- DATA LISTING:
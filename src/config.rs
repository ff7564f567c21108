pub mod loader;

use std::time::Duration;

use serde::{Deserialize, Serialize};

use crate::database::BUSY_TIMEOUT;
use crate::error::TrustChainError;
use crate::signing::proxy::worst_case_latency;
use crate::signing::SignatureAlgorithm;

pub use loader::{read_value_or_file, ConfigLoader};

pub const DEFAULT_SIGNING_TIMEOUT_MS: u64 = 2000;

#[derive(Debug, Clone, Copy, PartialEq, Eq, Serialize, Deserialize)]
#[serde(rename_all = "lowercase")]
pub enum Environment {
    Development,
    Staging,
    Production,
}

impl Environment {
    pub fn as_str(&self) -> &'static str {
        match self {
            Environment::Development => "development",
            Environment::Staging => "staging",
            Environment::Production => "production",
        }
    }
}

/// What an approval signature covers.
#[derive(Debug, Clone, Copy, PartialEq, Eq, Serialize, Deserialize)]
#[serde(rename_all = "snake_case")]
pub enum ApprovalBinding {
    /// Canonical bytes of the proposal's identifying fields.
    Canonical,
    /// UTF-8 proposal id only. Kept for older signing clients.
    ProposalId,
}

#[derive(Debug, Clone, Serialize, Deserialize)]
pub struct AppConfig {
    pub database_url: String,
    pub environment: Environment,
    #[serde(default)]
    pub require_strong_signer: bool,
    pub server_host: String,
    pub server_port: u16,
    #[serde(default)]
    pub signing: SigningConfig,
    #[serde(default)]
    pub multisig: MultisigConfig,
}

#[derive(Debug, Clone, Default, Serialize, Deserialize)]
pub struct SigningConfig {
    pub kms: Option<KmsConfig>,
    pub proxy: Option<ProxyConfig>,
    pub mock: Option<MockConfig>,
    pub local: Option<LocalKeyConfig>,
}

#[derive(Debug, Clone, Serialize, Deserialize)]
pub struct KmsConfig {
    pub endpoint: String,
    pub key_id: String,
    /// `hmac`, `rsa-sha256` or `ed25519`.
    pub algorithm: String,
    pub access_token: Option<String>,
    #[serde(default = "default_timeout_ms")]
    pub timeout_ms: u64,
}

#[derive(Debug, Clone, Serialize, Deserialize)]
pub struct ProxyConfig {
    pub endpoint: String,
    pub bearer_token: Option<String>,
    /// PEM content, file path or base64.
    pub client_cert: Option<String>,
    pub client_key: Option<String>,
    pub ca_cert: Option<String>,
    #[serde(default = "default_timeout_ms")]
    pub timeout_ms: u64,
}

#[derive(Debug, Clone, Serialize, Deserialize)]
pub struct MockConfig {
    /// HMAC key; a fixed test key is used when unset.
    pub key: Option<String>,
    #[serde(default = "default_mock_kid")]
    pub kid: String,
}

#[derive(Debug, Clone, Serialize, Deserialize)]
pub struct LocalKeyConfig {
    /// `hmac`, `rsa-sha256` or `ed25519`.
    pub algorithm: String,
    /// Secret or private key: inline value, file path or base64.
    pub key: String,
    pub kid: Option<String>,
}

#[derive(Debug, Clone, Serialize, Deserialize)]
pub struct MultisigConfig {
    #[serde(default = "default_binding")]
    pub approval_binding: ApprovalBinding,
}

impl Default for MultisigConfig {
    fn default() -> Self {
        Self {
            approval_binding: default_binding(),
        }
    }
}

fn default_timeout_ms() -> u64 {
    DEFAULT_SIGNING_TIMEOUT_MS
}

fn default_mock_kid() -> String {
    "mock-hmac".to_string()
}

fn default_binding() -> ApprovalBinding {
    ApprovalBinding::Canonical
}

impl Default for AppConfig {
    fn default() -> Self {
        Self {
            database_url: "sqlite://trustchain.db".to_string(),
            environment: Environment::Development,
            require_strong_signer: false,
            server_host: "0.0.0.0".to_string(),
            server_port: 3000,
            signing: SigningConfig::default(),
            multisig: MultisigConfig::default(),
        }
    }
}

impl AppConfig {
    /// Load from defaults, optional file and `TRUSTCHAIN__*` environment.
    pub fn load(path: Option<&std::path::Path>) -> Result<Self, TrustChainError> {
        ConfigLoader::new().with_file(path).load()
    }

    pub fn is_production(&self) -> bool {
        self.environment == Environment::Production
    }

    /// Whether appends must fail closed without a strong signer.
    pub fn strict(&self) -> bool {
        self.is_production() || self.require_strong_signer
    }

    pub fn validate(&self) -> Result<(), TrustChainError> {
        if self.database_url.trim().is_empty() {
            return Err(TrustChainError::ConfigError(
                "database_url must not be empty".to_string(),
            ));
        }

        if let Some(kms) = &self.signing.kms {
            require_endpoint("signing.kms.endpoint", &kms.endpoint)?;
            if kms.key_id.trim().is_empty() {
                return Err(TrustChainError::ConfigError(
                    "signing.kms.key_id must not be empty".to_string(),
                ));
            }
            kms.algorithm.parse::<SignatureAlgorithm>()?;
            require_timeout("signing.kms.timeout_ms", kms.timeout_ms)?;
            require_within_write_lock(
                "signing.kms.timeout_ms",
                Duration::from_millis(kms.timeout_ms),
            )?;
        }

        if let Some(proxy) = &self.signing.proxy {
            require_endpoint("signing.proxy.endpoint", &proxy.endpoint)?;
            require_timeout("signing.proxy.timeout_ms", proxy.timeout_ms)?;
            require_within_write_lock(
                "signing.proxy.timeout_ms",
                worst_case_latency(Duration::from_millis(proxy.timeout_ms)),
            )?;
            if proxy.client_cert.is_some() != proxy.client_key.is_some() {
                return Err(TrustChainError::ConfigError(
                    "signing.proxy.client_cert and client_key must be set together".to_string(),
                ));
            }
        }

        if let Some(local) = &self.signing.local {
            local.algorithm.parse::<SignatureAlgorithm>()?;
            if local.key.trim().is_empty() {
                return Err(TrustChainError::ConfigError(
                    "signing.local.key must not be empty".to_string(),
                ));
            }
        }

        Ok(())
    }
}

fn require_endpoint(field: &str, endpoint: &str) -> Result<(), TrustChainError> {
    if endpoint.starts_with("http://") || endpoint.starts_with("https://") {
        Ok(())
    } else {
        Err(TrustChainError::ConfigError(format!(
            "{} must be an http(s) URL, got {:?}",
            field, endpoint
        )))
    }
}

fn require_timeout(field: &str, timeout_ms: u64) -> Result<(), TrustChainError> {
    if timeout_ms == 0 {
        return Err(TrustChainError::ConfigError(format!("{} must be > 0", field)));
    }
    Ok(())
}

/// Appends sign while holding the SQLite write lock, so a slow signer must
/// give up well before queued writers hit the busy timeout.
fn require_within_write_lock(field: &str, worst_case: Duration) -> Result<(), TrustChainError> {
    let ceiling = BUSY_TIMEOUT / 2;
    if worst_case > ceiling {
        return Err(TrustChainError::ConfigError(format!(
            "{} allows signing to take {}ms, above the {}ms write-lock budget",
            field,
            worst_case.as_millis(),
            ceiling.as_millis()
        )));
    }
    Ok(())
}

- EXERCISE REQUIREMENTS:
Across the material, how many lines contain the word "path"? Only the number is wanted.

- FINISHED EXERCISE:
4